WORK ITEM ->
Nothing but the data, repeated exactly, belongs in the answer.

[Stored data]
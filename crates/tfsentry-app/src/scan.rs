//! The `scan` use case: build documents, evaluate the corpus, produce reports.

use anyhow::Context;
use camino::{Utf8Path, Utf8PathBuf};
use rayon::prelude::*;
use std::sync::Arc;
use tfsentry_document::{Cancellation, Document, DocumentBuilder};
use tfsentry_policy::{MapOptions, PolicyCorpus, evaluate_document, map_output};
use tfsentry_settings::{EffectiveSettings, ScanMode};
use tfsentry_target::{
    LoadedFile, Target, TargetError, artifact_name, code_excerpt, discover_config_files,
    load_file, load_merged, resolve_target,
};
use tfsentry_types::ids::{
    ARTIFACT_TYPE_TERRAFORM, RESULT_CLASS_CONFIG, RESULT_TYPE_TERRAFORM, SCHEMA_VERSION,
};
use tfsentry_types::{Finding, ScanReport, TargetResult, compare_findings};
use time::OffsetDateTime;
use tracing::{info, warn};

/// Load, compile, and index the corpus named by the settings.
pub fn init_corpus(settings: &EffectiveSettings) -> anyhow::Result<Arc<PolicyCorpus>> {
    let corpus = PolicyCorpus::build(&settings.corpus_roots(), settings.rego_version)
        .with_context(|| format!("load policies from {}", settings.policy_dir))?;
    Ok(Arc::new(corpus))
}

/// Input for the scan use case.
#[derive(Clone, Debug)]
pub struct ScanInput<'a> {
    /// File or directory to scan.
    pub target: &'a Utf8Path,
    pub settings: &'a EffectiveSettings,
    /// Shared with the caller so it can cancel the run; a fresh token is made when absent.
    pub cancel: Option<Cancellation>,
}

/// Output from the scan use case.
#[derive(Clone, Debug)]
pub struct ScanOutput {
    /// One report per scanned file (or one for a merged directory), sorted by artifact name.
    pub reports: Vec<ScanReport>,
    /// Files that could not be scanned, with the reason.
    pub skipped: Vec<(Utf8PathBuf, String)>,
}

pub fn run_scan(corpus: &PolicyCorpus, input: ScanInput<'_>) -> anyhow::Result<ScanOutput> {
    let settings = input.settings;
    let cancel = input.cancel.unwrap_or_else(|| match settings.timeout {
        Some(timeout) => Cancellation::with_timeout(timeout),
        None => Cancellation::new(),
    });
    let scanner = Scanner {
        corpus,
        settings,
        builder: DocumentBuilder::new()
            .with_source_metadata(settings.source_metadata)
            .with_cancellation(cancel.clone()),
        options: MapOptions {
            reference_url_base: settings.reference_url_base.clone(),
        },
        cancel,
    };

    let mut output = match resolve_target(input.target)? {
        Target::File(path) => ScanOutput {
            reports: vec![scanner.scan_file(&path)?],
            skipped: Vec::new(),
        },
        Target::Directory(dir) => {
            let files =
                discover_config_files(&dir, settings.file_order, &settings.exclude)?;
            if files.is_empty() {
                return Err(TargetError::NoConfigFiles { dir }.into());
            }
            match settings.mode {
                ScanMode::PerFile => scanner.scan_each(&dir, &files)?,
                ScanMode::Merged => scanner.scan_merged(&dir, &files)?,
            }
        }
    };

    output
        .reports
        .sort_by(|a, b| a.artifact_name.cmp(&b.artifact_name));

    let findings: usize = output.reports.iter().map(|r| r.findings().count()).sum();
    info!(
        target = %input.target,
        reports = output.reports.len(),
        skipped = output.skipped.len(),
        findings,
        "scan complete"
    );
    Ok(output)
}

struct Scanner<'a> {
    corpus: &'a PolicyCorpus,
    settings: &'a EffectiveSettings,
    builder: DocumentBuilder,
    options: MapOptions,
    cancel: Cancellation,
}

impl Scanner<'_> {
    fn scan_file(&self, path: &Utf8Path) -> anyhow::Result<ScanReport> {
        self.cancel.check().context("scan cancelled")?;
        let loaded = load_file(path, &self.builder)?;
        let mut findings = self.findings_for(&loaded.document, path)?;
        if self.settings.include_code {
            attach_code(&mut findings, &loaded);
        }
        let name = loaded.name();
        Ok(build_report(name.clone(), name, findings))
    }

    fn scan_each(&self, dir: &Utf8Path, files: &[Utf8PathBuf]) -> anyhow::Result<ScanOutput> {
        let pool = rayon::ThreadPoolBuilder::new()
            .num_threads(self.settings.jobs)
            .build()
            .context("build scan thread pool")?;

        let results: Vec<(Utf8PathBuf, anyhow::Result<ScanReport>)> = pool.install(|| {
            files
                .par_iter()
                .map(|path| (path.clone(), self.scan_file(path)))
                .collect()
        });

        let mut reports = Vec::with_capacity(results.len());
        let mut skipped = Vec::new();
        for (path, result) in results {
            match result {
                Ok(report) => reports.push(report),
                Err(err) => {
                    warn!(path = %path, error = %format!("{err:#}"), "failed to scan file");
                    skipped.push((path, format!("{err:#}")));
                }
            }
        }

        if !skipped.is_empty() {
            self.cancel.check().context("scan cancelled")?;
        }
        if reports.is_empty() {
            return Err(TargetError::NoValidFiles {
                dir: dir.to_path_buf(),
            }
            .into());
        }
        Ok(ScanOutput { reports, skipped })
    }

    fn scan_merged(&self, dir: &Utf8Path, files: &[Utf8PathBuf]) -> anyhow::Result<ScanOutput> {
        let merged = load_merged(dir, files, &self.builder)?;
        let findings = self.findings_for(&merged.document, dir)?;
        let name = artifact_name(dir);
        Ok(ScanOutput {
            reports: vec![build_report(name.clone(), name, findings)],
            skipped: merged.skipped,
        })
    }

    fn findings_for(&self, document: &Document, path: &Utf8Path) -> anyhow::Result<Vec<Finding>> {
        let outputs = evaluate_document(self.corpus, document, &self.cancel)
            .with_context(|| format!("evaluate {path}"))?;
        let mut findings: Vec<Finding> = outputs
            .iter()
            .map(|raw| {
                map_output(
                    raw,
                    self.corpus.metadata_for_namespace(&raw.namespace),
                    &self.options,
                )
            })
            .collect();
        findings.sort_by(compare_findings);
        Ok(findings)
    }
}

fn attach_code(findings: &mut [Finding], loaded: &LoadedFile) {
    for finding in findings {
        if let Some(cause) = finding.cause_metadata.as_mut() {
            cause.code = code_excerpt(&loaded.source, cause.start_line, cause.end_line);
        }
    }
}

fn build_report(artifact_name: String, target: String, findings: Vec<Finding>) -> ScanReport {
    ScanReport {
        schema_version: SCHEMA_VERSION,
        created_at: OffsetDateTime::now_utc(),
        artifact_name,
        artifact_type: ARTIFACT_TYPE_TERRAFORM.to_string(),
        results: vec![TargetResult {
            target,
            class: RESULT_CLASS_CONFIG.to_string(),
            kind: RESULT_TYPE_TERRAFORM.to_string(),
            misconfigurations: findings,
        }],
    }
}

TASK ANSWER ->
filename crates/tfsentry-app/src/scan.rs
//! The `scan` use case: build documents, evaluate the corpus, produce reports.

use anyhow::Context;
use camino::{Utf8Path, Utf8PathBuf};
use rayon::prelude::*;
use std::sync::Arc;
use tfsentry_document::{Cancellation, Document, DocumentBuilder};
use tfsentry_policy::{MapOptions, PolicyCorpus, evaluate_document, map_output};
use tfsentry_settings::{EffectiveSettings, ScanMode};
use tfsentry_target::{
    LoadedFile, Target, TargetError, artifact_name, code_excerpt, discover_config_files,
    load_file, load_merged, resolve_target,
};
use tfsentry_types::ids::{
    ARTIFACT_TYPE_TERRAFORM, RESULT_CLASS_CONFIG, RESULT_TYPE_TERRAFORM, SCHEMA_VERSION,
};
use tfsentry_types::{Finding, ScanReport, TargetResult, compare_findings};
use time::OffsetDateTime;
use tracing::{info, warn};

/// Load, compile, and index the corpus named by the settings.
pub fn init_corpus(settings: &EffectiveSettings) -> anyhow::Result<Arc<PolicyCorpus>> {
    let corpus = PolicyCorpus::build(&settings.corpus_roots(), settings.rego_version)
        .with_context(|| format!("load policies from {}", settings.policy_dir))?;
    Ok(Arc::new(corpus))
}

/// Input for the scan use case.
#[derive(Clone, Debug)]
pub struct ScanInput<'a> {
    /// File or directory to scan.
    pub target: &'a Utf8Path,
    pub settings: &'a EffectiveSettings,
    /// Shared with the caller so it can cancel the run; a fresh token is made when absent.
    pub cancel: Option<Cancellation>,
}

/// Output from the scan use case.
#[derive(Clone, Debug)]
pub struct ScanOutput {
    /// One report per scanned file (or one for a merged directory), sorted by artifact name.
    pub reports: Vec<ScanReport>,
    /// Files that could not be scanned, with the reason.
    pub skipped: Vec<(Utf8PathBuf, String)>,
}

pub fn run_scan(corpus: &PolicyCorpus, input: ScanInput<'_>) -> anyhow::Result<ScanOutput> {
    let settings = input.settings;
    let cancel = input.cancel.unwrap_or_else(|| match settings.timeout {
        Some(timeout) => Cancellation::with_timeout(timeout),
        None => Cancellation::new(),
    });
    let scanner = Scanner {
        corpus,
        settings,
        builder: DocumentBuilder::new()
            .with_source_metadata(settings.source_metadata)
            .with_cancellation(cancel.clone()),
        options: MapOptions {
            reference_url_base: settings.reference_url_base.clone(),
        },
        cancel,
    };

    let mut output = match resolve_target(input.target)? {
        Target::File(path) => ScanOutput {
            reports: vec![scanner.scan_file(&path)?],
            skipped: Vec::new(),
        },
        Target::Directory(dir) => {
            let files =
                discover_config_files(&dir, settings.file_order, &settings.exclude)?;
            if files.is_empty() {
                return Err(TargetError::NoConfigFiles { dir }.into());
            }
            match settings.mode {
                ScanMode::PerFile => scanner.scan_each(&dir, &files)?,
                ScanMode::Merged => scanner.scan_merged(&dir, &files)?,
            }
        }
    };

    output
        .reports
        .sort_by(|a, b| a.artifact_name.cmp(&b.artifact_name));

    let findings: usize = output.reports.iter().map(|r| r.findings().count()).sum();
    info!(
        target = %input.target,
        reports = output.reports.len(),
        skipped = output.skipped.len(),
        findings,
        "scan complete"
    );
    Ok(output)
}

struct Scanner<'a> {
    corpus: &'a PolicyCorpus,
    settings: &'a EffectiveSettings,
    builder: DocumentBuilder,
    options: MapOptions,
    cancel: Cancellation,
}

impl Scanner<'_> {
    fn scan_file(&self, path: &Utf8Path) -> anyhow::Result<ScanReport> {
        self.cancel.check().context("scan cancelled")?;
        let loaded = load_file(path, &self.builder)?;
        let mut findings = self.findings_for(&loaded.document, path)?;
        if self.settings.include_code {
            attach_code(&mut findings, &loaded);
        }
        let name = loaded.name();
        Ok(build_report(name.clone(), name, findings))
    }

    fn scan_each(&self, dir: &Utf8Path, files: &[Utf8PathBuf]) -> anyhow::Result<ScanOutput> {
        let pool = rayon::ThreadPoolBuilder::new()
            .num_threads(self.settings.jobs)
            .build()
            .context("build scan thread pool")?;

        let results: Vec<(Utf8PathBuf, anyhow::Result<ScanReport>)> = pool.install(|| {
            files
                .par_iter()
                .map(|path| (path.clone(), self.scan_file(path)))
                .collect()
        });

        let mut reports = Vec::with_capacity(results.len());
        let mut skipped = Vec::new();
        for (path, result) in results {
            match result {
                Ok(report) => reports.push(report),
                Err(err) => {
                    warn!(path = %path, error = %format!("{err:#}"), "failed to scan file");
                    skipped.push((path, format!("{err:#}")));
                }
            }
        }

        if !skipped.is_empty() {
            self.cancel.check().context("scan cancelled")?;
        }
        if reports.is_empty() {
            return Err(TargetError::NoValidFiles {
                dir: dir.to_path_buf(),
            }
            .into());
        }
        Ok(ScanOutput { reports, skipped })
    }

    fn scan_merged(&self, dir: &Utf8Path, files: &[Utf8PathBuf]) -> anyhow::Result<ScanOutput> {
        let merged = load_merged(dir, files, &self.builder)?;
        let findings = self.findings_for(&merged.document, dir)?;
        let name = artifact_name(dir);
        Ok(ScanOutput {
            reports: vec![build_report(name.clone(), name, findings)],
            skipped: merged.skipped,
        })
    }

    fn findings_for(&self, document: &Document, path: &Utf8Path) -> anyhow::Result<Vec<Finding>> {
        let outputs = evaluate_document(self.corpus, document, &self.cancel)
            .with_context(|| format!("evaluate {path}"))?;
        let mut findings: Vec<Finding> = outputs
            .iter()
            .map(|raw| {
                map_output(
                    raw,
                    self.corpus.metadata_for_namespace(&raw.namespace),
                    &self.options,
                )
            })
            .collect();
        findings.sort_by(compare_findings);
        Ok(findings)
    }
}

fn attach_code(findings: &mut [Finding], loaded: &LoadedFile) {
    for finding in findings {
        if let Some(cause) = finding.cause_metadata.as_mut() {
            cause.code = code_excerpt(&loaded.source, cause.start_line, cause.end_line);
        }
    }
}

fn build_report(artifact_name: String, target: String, findings: Vec<Finding>) -> ScanReport {
    ScanReport {
        schema_version: SCHEMA_VERSION,
        created_at: OffsetDateTime::now_utc(),
        artifact_name,
        artifact_type: ARTIFACT_TYPE_TERRAFORM.to_string(),
        results: vec![TargetResult {
            target,
            class: RESULT_CLASS_CONFIG.to_string(),
            kind: RESULT_TYPE_TERRAFORM.to_string(),
            misconfigurations: findings,
        }],
    }
}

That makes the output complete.